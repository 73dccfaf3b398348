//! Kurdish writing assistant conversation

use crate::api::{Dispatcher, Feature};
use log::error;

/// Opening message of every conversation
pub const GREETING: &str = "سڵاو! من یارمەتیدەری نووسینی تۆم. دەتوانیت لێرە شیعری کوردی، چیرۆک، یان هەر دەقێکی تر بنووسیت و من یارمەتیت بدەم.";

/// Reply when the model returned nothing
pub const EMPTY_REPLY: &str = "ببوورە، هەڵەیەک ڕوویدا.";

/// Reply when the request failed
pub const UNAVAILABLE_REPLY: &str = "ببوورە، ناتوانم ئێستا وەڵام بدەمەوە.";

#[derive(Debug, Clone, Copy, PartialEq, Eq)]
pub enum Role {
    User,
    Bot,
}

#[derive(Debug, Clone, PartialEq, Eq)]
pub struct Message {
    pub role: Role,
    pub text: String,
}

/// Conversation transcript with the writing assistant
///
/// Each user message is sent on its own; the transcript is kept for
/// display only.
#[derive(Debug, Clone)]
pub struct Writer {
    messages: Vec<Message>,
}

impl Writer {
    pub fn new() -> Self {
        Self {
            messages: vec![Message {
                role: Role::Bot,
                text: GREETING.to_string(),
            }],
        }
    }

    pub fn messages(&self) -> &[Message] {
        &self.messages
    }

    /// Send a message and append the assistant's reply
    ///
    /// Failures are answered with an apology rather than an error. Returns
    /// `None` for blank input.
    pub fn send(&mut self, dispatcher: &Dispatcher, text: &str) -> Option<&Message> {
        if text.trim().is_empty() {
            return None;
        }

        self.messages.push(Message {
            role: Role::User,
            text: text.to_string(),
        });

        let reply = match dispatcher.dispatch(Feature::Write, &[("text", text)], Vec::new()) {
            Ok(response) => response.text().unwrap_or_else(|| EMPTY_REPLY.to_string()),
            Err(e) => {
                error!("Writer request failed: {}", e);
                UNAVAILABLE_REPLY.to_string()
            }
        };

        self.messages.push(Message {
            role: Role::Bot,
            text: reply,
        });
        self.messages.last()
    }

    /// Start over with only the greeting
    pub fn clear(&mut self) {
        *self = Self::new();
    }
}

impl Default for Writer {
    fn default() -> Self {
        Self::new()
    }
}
====
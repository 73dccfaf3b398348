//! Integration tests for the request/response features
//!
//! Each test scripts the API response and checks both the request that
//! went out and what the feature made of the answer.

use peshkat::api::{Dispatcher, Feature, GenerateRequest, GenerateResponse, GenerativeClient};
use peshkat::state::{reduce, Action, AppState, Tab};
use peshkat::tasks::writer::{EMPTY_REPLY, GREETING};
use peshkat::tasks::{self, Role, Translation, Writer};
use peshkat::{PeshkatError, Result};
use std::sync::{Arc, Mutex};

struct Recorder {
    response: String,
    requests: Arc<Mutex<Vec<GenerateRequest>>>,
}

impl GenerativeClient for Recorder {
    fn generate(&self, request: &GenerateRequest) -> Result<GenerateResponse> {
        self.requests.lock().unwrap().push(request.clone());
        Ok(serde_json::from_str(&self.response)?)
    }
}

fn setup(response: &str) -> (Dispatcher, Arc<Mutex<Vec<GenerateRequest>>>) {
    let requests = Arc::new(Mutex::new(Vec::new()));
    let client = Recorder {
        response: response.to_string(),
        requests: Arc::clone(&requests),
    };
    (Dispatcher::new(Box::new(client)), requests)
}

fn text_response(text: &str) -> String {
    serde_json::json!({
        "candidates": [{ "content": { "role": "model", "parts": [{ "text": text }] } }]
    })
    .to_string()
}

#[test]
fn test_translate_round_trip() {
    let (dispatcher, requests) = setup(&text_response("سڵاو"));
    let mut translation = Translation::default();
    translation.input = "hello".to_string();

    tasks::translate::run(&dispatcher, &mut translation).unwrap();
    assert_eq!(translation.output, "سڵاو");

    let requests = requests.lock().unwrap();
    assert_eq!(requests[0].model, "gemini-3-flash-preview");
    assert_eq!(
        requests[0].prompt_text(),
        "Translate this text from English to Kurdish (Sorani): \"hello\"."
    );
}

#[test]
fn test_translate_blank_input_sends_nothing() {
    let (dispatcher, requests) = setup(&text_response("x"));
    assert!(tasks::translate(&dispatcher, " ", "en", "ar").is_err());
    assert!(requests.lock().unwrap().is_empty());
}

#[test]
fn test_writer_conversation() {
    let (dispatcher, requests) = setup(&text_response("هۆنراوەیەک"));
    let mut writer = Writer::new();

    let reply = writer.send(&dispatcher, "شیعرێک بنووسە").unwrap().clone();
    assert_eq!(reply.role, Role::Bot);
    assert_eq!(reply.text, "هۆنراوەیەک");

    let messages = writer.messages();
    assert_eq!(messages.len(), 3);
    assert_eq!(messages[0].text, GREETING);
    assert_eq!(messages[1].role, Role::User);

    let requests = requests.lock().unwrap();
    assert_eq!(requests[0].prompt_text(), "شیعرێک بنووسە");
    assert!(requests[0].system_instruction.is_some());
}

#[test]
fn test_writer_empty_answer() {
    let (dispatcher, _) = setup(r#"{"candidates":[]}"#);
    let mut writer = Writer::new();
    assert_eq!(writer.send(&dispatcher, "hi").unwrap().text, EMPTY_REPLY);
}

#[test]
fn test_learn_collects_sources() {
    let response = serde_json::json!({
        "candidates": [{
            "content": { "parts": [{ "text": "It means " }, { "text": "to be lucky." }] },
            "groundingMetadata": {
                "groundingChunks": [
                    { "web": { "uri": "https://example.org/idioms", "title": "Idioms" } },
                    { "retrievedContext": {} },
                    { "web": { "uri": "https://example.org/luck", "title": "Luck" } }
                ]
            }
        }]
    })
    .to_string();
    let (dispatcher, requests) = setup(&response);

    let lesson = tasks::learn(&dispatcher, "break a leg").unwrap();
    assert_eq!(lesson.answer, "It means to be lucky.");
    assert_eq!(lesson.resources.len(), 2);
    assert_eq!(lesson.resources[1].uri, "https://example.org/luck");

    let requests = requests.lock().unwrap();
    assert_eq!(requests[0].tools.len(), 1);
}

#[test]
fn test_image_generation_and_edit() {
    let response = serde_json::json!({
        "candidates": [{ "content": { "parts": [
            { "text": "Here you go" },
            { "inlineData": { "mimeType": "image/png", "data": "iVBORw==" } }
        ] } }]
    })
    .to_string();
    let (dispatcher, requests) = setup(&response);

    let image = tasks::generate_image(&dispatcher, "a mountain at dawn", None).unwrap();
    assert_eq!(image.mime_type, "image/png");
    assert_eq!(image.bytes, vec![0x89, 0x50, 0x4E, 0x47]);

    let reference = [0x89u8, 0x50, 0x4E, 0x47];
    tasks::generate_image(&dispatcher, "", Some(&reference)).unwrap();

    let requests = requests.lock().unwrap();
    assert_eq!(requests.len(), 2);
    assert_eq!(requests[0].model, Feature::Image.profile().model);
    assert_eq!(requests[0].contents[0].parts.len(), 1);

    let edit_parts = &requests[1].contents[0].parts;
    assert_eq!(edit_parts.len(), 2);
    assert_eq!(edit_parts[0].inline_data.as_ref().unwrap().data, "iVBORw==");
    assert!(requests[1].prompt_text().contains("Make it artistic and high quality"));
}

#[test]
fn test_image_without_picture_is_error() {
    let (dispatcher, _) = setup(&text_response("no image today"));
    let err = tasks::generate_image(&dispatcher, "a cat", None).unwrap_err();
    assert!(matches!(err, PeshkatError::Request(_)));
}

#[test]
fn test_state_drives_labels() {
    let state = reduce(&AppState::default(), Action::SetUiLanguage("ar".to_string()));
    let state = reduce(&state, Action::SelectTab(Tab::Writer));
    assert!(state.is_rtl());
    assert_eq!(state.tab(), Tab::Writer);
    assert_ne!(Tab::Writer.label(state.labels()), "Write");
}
====
--- WHAT THE TASK REQUIRES ---
Report, for the data above, every line in which the string "contents" appears.

--- EXPECTED ANSWER ---
    assert_eq!(requests[0].contents[0].parts.len(), 1);
    let edit_parts = &requests[1].contents[0].parts;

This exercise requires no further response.